Your goal: Every line of the records that contains "search" should be tallied, and only the resulting number returned.

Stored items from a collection
=== Begin Enclosure ===
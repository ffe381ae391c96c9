// Shared prompt fragments for Boolean query generation.
// Query-type specific templates live in generation::prompts.

/// System prompt that pins the reply to a bare query string.
pub const QUERY_ONLY_SYSTEM: &str = "You are an expert sourcer who writes Boolean search strings. \
    You MUST respond with the search string only. \
    Do NOT include explanations, headings, labels or apologies. \
    Do NOT use markdown code fences.";

/// Every significant input term must make it into the query.
pub const INCLUSION_INSTRUCTION: &str = "\
    CRITICAL: Include EVERY significant term from the input: job titles, skills, tools, \
    industries, locations, seniority and years of experience. \
    Leaving out a term the user supplied is worse than a broad query.";

/// Boolean syntax rules shared by all query types.
pub const SYNTAX_INSTRUCTION: &str = "\
    SYNTAX: Use only the operators AND, OR and NOT, always in upper case. \
    Group alternatives in parentheses. Put every multi-word phrase in double quotes. \
    The output must be a single syntactically valid Boolean expression with balanced \
    parentheses and quotes.";

/// Synonyms follow the language of the input.
pub const LANGUAGE_INSTRUCTION: &str = "\
    LANGUAGE: Detect the language of the input and add common synonyms and spelling \
    variants in that language. For German input also add the usual English equivalents \
    of job titles (e.g. \"Entwickler\" OR \"Developer\").";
=== End Enclosure ===
Solved exercise: 2